How to set up/install/test athenadriver

Prerequisites - AWS Credentials & S3 Query Result Bucket

To be able to query AWS Athena, you need to have an AWS account at Amazon AWS's website. To give it a shot, a free tier account is enough. You also need to have a pair of AWS access key ID and secret access key. You can get it from AWS Security Credentials section of Identity and Access Management (IAM). If you don't have one, please create it. The following is a screenshot from my temporary free tier account:

How to create AWS credentials

In addition to AWS credentials, you also need an s3 bucket to store query result. Just go to AWS S3 web console page to create one. In the examples below, the s3 bucket I use is s3://myqueryresults/.

In most cases, you need the following 4 prerequisites:

  • S3 Output bucket
  • access key ID
  • secret access key
  • AWS region

For more details on athenadriver's support on AWS credentials & S3 query result bucket, please refer to section Support Multiple AWS Authorization Methods.

Installation

Before Go 1.17, go get can be used to install athenadriver:

go get -u github.com/uber/athenadriver

Starting in Go 1.17, installing executables with go get is deprecated. go install may be used instead.

go install github.com/uber/athenadriver@latest

Tests

We provide unit tests and integration tests in the codebase.

Unit Test

All the unit tests are self-contained and passed even in no-internet environment. Test coverage is 100%.

$ cd $GOPATH/src/github.com/uber/athenadriver/go
βœ” /opt/share/go/path/src/github.com/uber/athenadriver [uber|✚ 1…12] 
21:35 $ go test -coverprofile=coverage.out github.com/uber/athenadriver/go  && \
 go tool cover -func=coverage.out |grep -v 100.0%
ok  	github.com/uber/athenadriver/go	9.255s	coverage: 100.0% of statements

Integration Test

All integration tests are under examples folder. Please make sure all prerequisites are met so that you can run the code on your own machine.

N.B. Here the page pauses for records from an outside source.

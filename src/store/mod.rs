//! Inventory store: the single source of truth for item records.
//!
//! The store owns the ordered collection of items and the next-identifier
//! counter behind one mutex. Every mutation runs as a critical section:
//! lock, mutate, persist the full snapshot, release. Two concurrent writers
//! can therefore never interleave an identifier assignment or a snapshot
//! write.
//!
//! The snapshot lives at `inventory.json` inside the cache directory and is
//! replaced atomically (write to a temp path, then rename), so a reader
//! never observes a partial write.

mod persist;

pub use persist::SNAPSHOT_FILE;

use crate::models::{Item, ItemDraft, ItemPatch, Snapshot};
use crate::{Error, Result};
use std::path::{Path, PathBuf};
use std::sync::Mutex;

/// In-memory store state guarded by the mutex.
#[derive(Debug, Default)]
struct StoreState {
    /// All records, in insertion order.
    items: Vec<Item>,
    /// Identifier for the next created record. Monotonic for the lifetime
    /// of the store; restored from the snapshot on load.
    next_id: u64,
}

/// Mutex-guarded item collection with full-snapshot persistence.
#[derive(Debug)]
pub struct InventoryStore {
    state: Mutex<StoreState>,
    snapshot_path: PathBuf,
}

impl InventoryStore {
    /// Opens the store backed by `inventory.json` under `cache_dir`.
    ///
    /// A missing snapshot file yields an empty store. A corrupt or
    /// unreadable snapshot is logged and likewise degrades to an empty
    /// store; startup never fails over snapshot contents.
    ///
    /// # Errors
    ///
    /// Returns an error if the cache directory cannot be created.
    pub fn open(cache_dir: impl AsRef<Path>) -> Result<Self> {
        let cache_dir = cache_dir.as_ref();
        std::fs::create_dir_all(cache_dir)
            .map_err(|e| Error::operation("create_cache_dir", e))?;

        let snapshot_path = cache_dir.join(SNAPSHOT_FILE);
        let snapshot = persist::load(&snapshot_path);
        tracing::info!(
            items = snapshot.items.len(),
            next_id = snapshot.next_id,
            path = %snapshot_path.display(),
            "Inventory store opened"
        );

        Ok(Self {
            state: Mutex::new(StoreState {
                items: snapshot.items,
                next_id: snapshot.next_id,
            }),
            snapshot_path,
        })
    }

    /// Creates a new item from the draft.
    ///
    /// Assigns the next identifier, appends the record, and persists.
    ///
    /// # Errors
    ///
    /// Returns `InvalidInput` if the name is empty after trimming, or
    /// `OperationFailed` if the snapshot cannot be written.
    pub fn create(&self, draft: ItemDraft) -> Result<Item> {
        if draft.name.trim().is_empty() {
            return Err(Error::InvalidInput("inventory_name is required".to_string()));
        }

        let mut state = self.lock();
        let item = Item {
            id: state.next_id,
            name: draft.name,
            description: draft.description,
            photo: draft.photo,
        };
        state.next_id += 1;
        state.items.push(item.clone());
        self.persist(&state)?;

        tracing::info!(id = item.id, name = %item.name, "Item registered");
        Ok(item)
    }

    /// Fetches one item by identifier.
    ///
    /// # Errors
    ///
    /// Returns `NotFound` if no record matches.
    pub fn get(&self, id: u64) -> Result<Item> {
        let state = self.lock();
        state
            .items
            .iter()
            .find(|i| i.id == id)
            .cloned()
            .ok_or_else(|| Error::NotFound(format!("item {id}")))
    }

    /// Returns all items in insertion order.
    #[must_use]
    pub fn list(&self) -> Vec<Item> {
        self.lock().items.clone()
    }

    /// Applies a patch to an item's name and description.
    ///
    /// A field absent from the patch leaves the stored value untouched. A
    /// field present and empty is an explicit value: it clears the
    /// description, and is rejected for the name (which must stay
    /// non-empty). A patch carrying no fields at all changes nothing and
    /// skips the snapshot write.
    ///
    /// # Errors
    ///
    /// Returns `NotFound` for an unknown identifier, `InvalidInput` for an
    /// explicitly empty name, or `OperationFailed` if persisting fails.
    pub fn update(&self, id: u64, patch: ItemPatch) -> Result<Item> {
        if patch.is_empty() {
            return self.get(id);
        }

        if let Some(name) = &patch.name
            && name.trim().is_empty()
        {
            return Err(Error::InvalidInput("name cannot be empty".to_string()));
        }

        let mut state = self.lock();
        let item = state
            .items
            .iter_mut()
            .find(|i| i.id == id)
            .ok_or_else(|| Error::NotFound(format!("item {id}")))?;

        if let Some(name) = patch.name {
            item.name = name;
        }
        if let Some(description) = patch.description {
            item.description = description;
        }
        let updated = item.clone();
        self.persist(&state)?;

        tracing::debug!(id, "Item updated");
        Ok(updated)
    }

    /// Rebinds an item's photo reference, returning the superseded one.
    ///
    /// This is the only way `photo` changes after creation; item updates
    /// never touch it. The caller is responsible for deleting the file
    /// behind the returned reference.
    ///
    /// # Errors
    ///
    /// Returns `NotFound` for an unknown identifier, or `OperationFailed`
    /// if persisting fails.
    pub fn set_photo(&self, id: u64, photo: Option<String>) -> Result<Option<String>> {
        let mut state = self.lock();
        let item = state
            .items
            .iter_mut()
            .find(|i| i.id == id)
            .ok_or_else(|| Error::NotFound(format!("item {id}")))?;

        let previous = std::mem::replace(&mut item.photo, photo);
        self.persist(&state)?;
        Ok(previous)
    }

    /// Removes an item and returns the removed record.
    ///
    /// The returned record still carries its photo reference so the caller
    /// can release the file.
    ///
    /// # Errors
    ///
    /// Returns `NotFound` for an unknown identifier, or `OperationFailed`
    /// if persisting fails.
    pub fn delete(&self, id: u64) -> Result<Item> {
        let mut state = self.lock();
        let index = state
            .items
            .iter()
            .position(|i| i.id == id)
            .ok_or_else(|| Error::NotFound(format!("item {id}")))?;

        let removed = state.items.remove(index);
        self.persist(&state)?;

        tracing::info!(id, "Item deleted");
        Ok(removed)
    }

    /// Returns the path of the snapshot file.
    #[must_use]
    pub fn snapshot_path(&self) -> &Path {
        &self.snapshot_path
    }

    fn lock(&self) -> std::sync::MutexGuard<'_, StoreState> {
        // A poisoned mutex means another writer panicked mid-mutation; the
        // state itself is still a coherent Vec, so recover the guard.
        self.state.lock().unwrap_or_else(std::sync::PoisonError::into_inner)
    }

    fn persist(&self, state: &StoreState) -> Result<()> {
        let snapshot = Snapshot {
            items: state.items.clone(),
            next_id: state.next_id,
        };
        persist::write(&self.snapshot_path, &snapshot)
    }
}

All the code snippets in examples folder are fully tested in our machines. For example, to run some stress and crash test, you can use examples/perf/concurrency.go. Build it first:

$cd $GOPATH/src/github.com/uber/athenadriver
$go build examples/perf/concurrency.go

Run it, wait for some output but not all, and unplug your network cable:

$./concurrency > examples/perf/concurrency.output.`date +"%Y-%m-%d-%H-%M-%S"`.log
58,13,53,54,78,96,32,48,40,11,35,31,65,61,1,73,74,22,34,49,80,5,69,37,0,79,
2020/02/09 13:49:29 error [38]RequestError: send request failed
caused by: Post https://athena.us-east-1.amazonaws.com/: dial tcp: 
lookup athena.us-east-1.amazonaws.com: no such host
...
2020/02/09 13:49:29 error [89]RequestError: send request failed
caused by: Post https://athena.us-east-1.amazonaws.com/: dial tcp: 
lookup athena.us-east-1.amazonaws.com: no such host

You can see RequestError is thrown out from the code. The active Athena queries failed because the network is down. Now re-plugin your cable and wait for network coming back, you can see the program automatically reconnects to Athena, and resumes to output data correctly:

72,25,92,98,15,93,41,7,8,90,81,56,66,2,18,84,87,63,
44,45,82,99,86,3,52,76,71,16,39,67,23,12,42,17,4,

How to use athenadriver

athenadriver is very easy to use. What you need to do it to import it in your code and then use the standard Go database/sql as usual.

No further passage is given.